> _GOAL OF THE EXERCISE_
What lines in this listing contain the string "ApiError"? Report each one by copying it.

[[ RECORDS SHOWN open ]]

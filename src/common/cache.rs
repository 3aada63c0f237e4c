// src/common/cache.rs
//! Read-through cache for public listings.
//!
//! Entries are disposable views of the database: they expire after a TTL and
//! every successful mutation drops the keys of its collection by prefix.

use chrono::{DateTime, Duration, Utc};
use serde::{de::DeserializeOwned, Serialize};
use std::collections::HashMap;
use std::future::Future;
use std::sync::Arc;
use tokio::sync::RwLock;
use tracing::debug;

use super::ApiError;

#[derive(Debug, Clone)]
struct CachedEntry {
    value: serde_json::Value,
    expires_at: DateTime<Utc>,
}

#[derive(Debug, Clone)]
pub struct QueryCache {
    entries: Arc<RwLock<HashMap<String, CachedEntry>>>,
    ttl: Duration,
}

impl QueryCache {
    pub fn new(ttl_secs: i64) -> Self {
        Self {
            entries: Arc::new(RwLock::new(HashMap::new())),
            ttl: Duration::seconds(ttl_secs),
        }
    }

    /// Returns the cached value for `key` or runs `load` and caches its result
    pub async fn get_or_load<T, F, Fut>(&self, key: &str, load: F) -> Result<T, ApiError>
    where
        T: Serialize + DeserializeOwned,
        F: FnOnce() -> Fut,
        Fut: Future<Output = Result<T, ApiError>>,
    {
        {
            let entries = self.entries.read().await;
            if let Some(entry) = entries.get(key) {
                if entry.expires_at > Utc::now() {
                    if let Ok(value) = serde_json::from_value(entry.value.clone()) {
                        debug!(key = %key, "Query cache hit");
                        return Ok(value);
                    }
                }
            }
        }

        let value = load().await?;
        match serde_json::to_value(&value) {
            Ok(json) => {
                self.entries.write().await.insert(
                    key.to_string(),
                    CachedEntry {
                        value: json,
                        expires_at: Utc::now() + self.ttl,
                    },
                );
            }
            Err(e) => debug!(key = %key, error = %e, "Skipping cache for unserializable value"),
        }

        Ok(value)
    }

    /// Drops every key starting with `prefix`
    pub async fn invalidate_prefix(&self, prefix: &str) {
        let mut entries = self.entries.write().await;
        let before = entries.len();
        entries.retain(|key, _| !key.starts_with(prefix));
        debug!(prefix = %prefix, dropped = before - entries.len(), "Query cache invalidated");
    }

    #[cfg(test)]
    pub async fn len(&self) -> usize {
        self.entries.read().await.len()
    }
}

#[cfg(test)]
mod tests {
    use super::*;
    use std::sync::atomic::{AtomicUsize, Ordering};

    #[tokio::test]
    async fn test_second_read_is_served_from_cache() {
        let cache = QueryCache::new(60);
        let loads = AtomicUsize::new(0);

        for _ in 0..2 {
            let value: Vec<String> = cache
                .get_or_load("events:active", || async {
                    loads.fetch_add(1, Ordering::SeqCst);
                    Ok(vec!["Easter Service".to_string()])
                })
                .await
                .unwrap();
            assert_eq!(value, vec!["Easter Service".to_string()]);
        }

        assert_eq!(loads.load(Ordering::SeqCst), 1);
    }

    #[tokio::test]
    async fn test_invalidate_prefix_only_drops_matching_keys() {
        let cache = QueryCache::new(60);
        let _: i64 = cache.get_or_load("events:active", || async { Ok(1) }).await.unwrap();
        let _: i64 = cache.get_or_load("events:upcoming", || async { Ok(2) }).await.unwrap();
        let _: i64 = cache.get_or_load("videos:active", || async { Ok(3) }).await.unwrap();

        cache.invalidate_prefix("events:").await;
        assert_eq!(cache.len().await, 1);
    }

    #[tokio::test]
    async fn test_expired_entries_reload() {
        let cache = QueryCache::new(0);
        let loads = AtomicUsize::new(0);
        for _ in 0..2 {
            let _: i64 = cache
                .get_or_load("k", || async {
                    loads.fetch_add(1, Ordering::SeqCst);
                    Ok(7)
                })
                .await
                .unwrap();
        }
        assert_eq!(loads.load(Ordering::SeqCst), 2);
    }

    #[tokio::test]
    async fn test_load_errors_are_not_cached() {
        let cache = QueryCache::new(60);
        let result: Result<i64, ApiError> = cache
            .get_or_load("k", || async { Err(ApiError::InternalServer("down".to_string())) })
            .await;
        assert!(result.is_err());
        assert_eq!(cache.len().await, 0);
    }
}
//! # Messages Module
//!
//! Contact form submissions and the admin inbox that reviews them.

pub mod handlers;
pub mod models;
pub mod routes;
pub mod services;
pub mod validators;

#[cfg(test)]
mod tests;

pub use routes::message_routes;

[[ RECORDS SHOWN closed ]]

> _ANSWER BOX_
use super::ApiError;
    pub async fn get_or_load<T, F, Fut>(&self, key: &str, load: F) -> Result<T, ApiError>
        Fut: Future<Output = Result<T, ApiError>>,
        let result: Result<i64, ApiError> = cache
            .get_or_load("k", || async { Err(ApiError::InternalServer("down".to_string())) })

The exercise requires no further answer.